Exercise brief — Return every entry exactly. Leave nothing out.

Entries supplied —
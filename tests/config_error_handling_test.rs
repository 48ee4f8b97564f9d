// Copyright (c) 2025 Ronan LE MEILLAT, SCTG Development
// This file is part of the rust-spectrometer project and is licensed under the
// SCTG Development Non-Commercial License v1.0 (see LICENSE.md for details).

use std::fs;
use std::path::Path;
use std::sync::Once;

use anyhow::Result;
use rust_spectrometer::config::Config;
use tempfile::tempdir;

static INIT: Once = Once::new();

// Setup logger for tests
fn setup() {
    INIT.call_once(|| {
        env_logger::builder()
            .filter_level(log::LevelFilter::Debug)
            .is_test(true)
            .init();
    });
}

fn assert_rejected_with_sample(config_path: &Path) -> Result<()> {
    let result = Config::from_file(config_path);
    assert!(result.is_err(), "Config loading should have failed");

    let sample_path = config_path.with_extension("sample.yaml");
    assert!(sample_path.exists(), "Sample config file was not created");

    // The sample file holds a valid default configuration
    let sample_config = Config::from_file(&sample_path)?;
    assert_eq!(sample_config, Config::default());
    Ok(())
}

#[test]
fn test_config_type_error_creates_sample_file() -> Result<()> {
    setup();
    let temp_dir = tempdir()?;
    let config_path = temp_dir.path().join("config.yaml");

    let invalid_yaml = r#"
acquisition:
  scans_to_average: "many"   # Integer field with string value
  calibrate: "yes"           # Boolean field with string value
output:
  identifier: []             # Array instead of string
"#;
    fs::write(&config_path, invalid_yaml)?;

    assert_rejected_with_sample(&config_path)
}

#[test]
fn test_config_schema_violation_creates_sample_file() -> Result<()> {
    setup();
    let temp_dir = tempdir()?;
    let config_path = temp_dir.path().join("config.yaml");

    let invalid_config = r#"
acquisition:
  scans_to_average: 0        # At least one scan is required
driver:
  kind: usb                  # Unknown driver
"#;
    fs::write(&config_path, invalid_config)?;

    assert_rejected_with_sample(&config_path)
}

#[test]
fn test_config_unknown_section_is_rejected() -> Result<()> {
    setup();
    let temp_dir = tempdir()?;
    let config_path = temp_dir.path().join("config.yaml");
    fs::write(&config_path, "visualization:\n  port: 8080\n")?;

    assert_rejected_with_sample(&config_path)
}

#[test]
fn test_config_specific_rule_violation_creates_sample_file() -> Result<()> {
    setup();
    let temp_dir = tempdir()?;
    let config_path = temp_dir.path().join("config.yaml");

    // Valid for the schema, but the integration time list does not parse
    let invalid_config = r#"
acquisition:
  integration_time: "0.001:fast"
"#;
    fs::write(&config_path, invalid_config)?;

    assert_rejected_with_sample(&config_path)
}

#[test]
fn test_config_quirk_rule_is_checked() -> Result<()> {
    setup();
    let temp_dir = tempdir()?;
    let config_path = temp_dir.path().join("config.yaml");

    let invalid_config = r#"
quirks:
  - serial_number: FLMS09999
    rule:
      kind: point_repair
      reference_index: 2
"#;
    fs::write(&config_path, invalid_config)?;

    assert_rejected_with_sample(&config_path)
}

Answer for this exercise —
filename tests/config_error_handling_test.rs
repository 48ee4f8b97564f9d
// Copyright (c) 2025 Ronan LE MEILLAT, SCTG Development
// This file is part of the rust-spectrometer project and is licensed under the
// SCTG Development Non-Commercial License v1.0 (see LICENSE.md for details).

use std::fs;
use std::path::Path;
use std::sync::Once;

use anyhow::Result;
use rust_spectrometer::config::Config;
use tempfile::tempdir;

static INIT: Once = Once::new();

// Setup logger for tests
fn setup() {
    INIT.call_once(|| {
        env_logger::builder()
            .filter_level(log::LevelFilter::Debug)
            .is_test(true)
            .init();
    });
}

fn assert_rejected_with_sample(config_path: &Path) -> Result<()> {
    let result = Config::from_file(config_path);
    assert!(result.is_err(), "Config loading should have failed");

    let sample_path = config_path.with_extension("sample.yaml");
    assert!(sample_path.exists(), "Sample config file was not created");

    // The sample file holds a valid default configuration
    let sample_config = Config::from_file(&sample_path)?;
    assert_eq!(sample_config, Config::default());
    Ok(())
}

#[test]
fn test_config_type_error_creates_sample_file() -> Result<()> {
    setup();
    let temp_dir = tempdir()?;
    let config_path = temp_dir.path().join("config.yaml");

    let invalid_yaml = r#"
acquisition:
  scans_to_average: "many"   # Integer field with string value
  calibrate: "yes"           # Boolean field with string value
output:
  identifier: []             # Array instead of string
"#;
    fs::write(&config_path, invalid_yaml)?;

    assert_rejected_with_sample(&config_path)
}

#[test]
fn test_config_schema_violation_creates_sample_file() -> Result<()> {
    setup();
    let temp_dir = tempdir()?;
    let config_path = temp_dir.path().join("config.yaml");

    let invalid_config = r#"
acquisition:
  scans_to_average: 0        # At least one scan is required
driver:
  kind: usb                  # Unknown driver
"#;
    fs::write(&config_path, invalid_config)?;

    assert_rejected_with_sample(&config_path)
}

#[test]
fn test_config_unknown_section_is_rejected() -> Result<()> {
    setup();
    let temp_dir = tempdir()?;
    let config_path = temp_dir.path().join("config.yaml");
    fs::write(&config_path, "visualization:\n  port: 8080\n")?;

    assert_rejected_with_sample(&config_path)
}

#[test]
fn test_config_specific_rule_violation_creates_sample_file() -> Result<()> {
    setup();
    let temp_dir = tempdir()?;
    let config_path = temp_dir.path().join("config.yaml");

    // Valid for the schema, but the integration time list does not parse
    let invalid_config = r#"
acquisition:
  integration_time: "0.001:fast"
"#;
    fs::write(&config_path, invalid_config)?;

    assert_rejected_with_sample(&config_path)
}

#[test]
fn test_config_quirk_rule_is_checked() -> Result<()> {
    setup();
    let temp_dir = tempdir()?;
    let config_path = temp_dir.path().join("config.yaml");

    let invalid_config = r#"
quirks:
  - serial_number: FLMS09999
    rule:
      kind: point_repair
      reference_index: 2
"#;
    fs::write(&config_path, invalid_config)?;

    assert_rejected_with_sample(&config_path)
}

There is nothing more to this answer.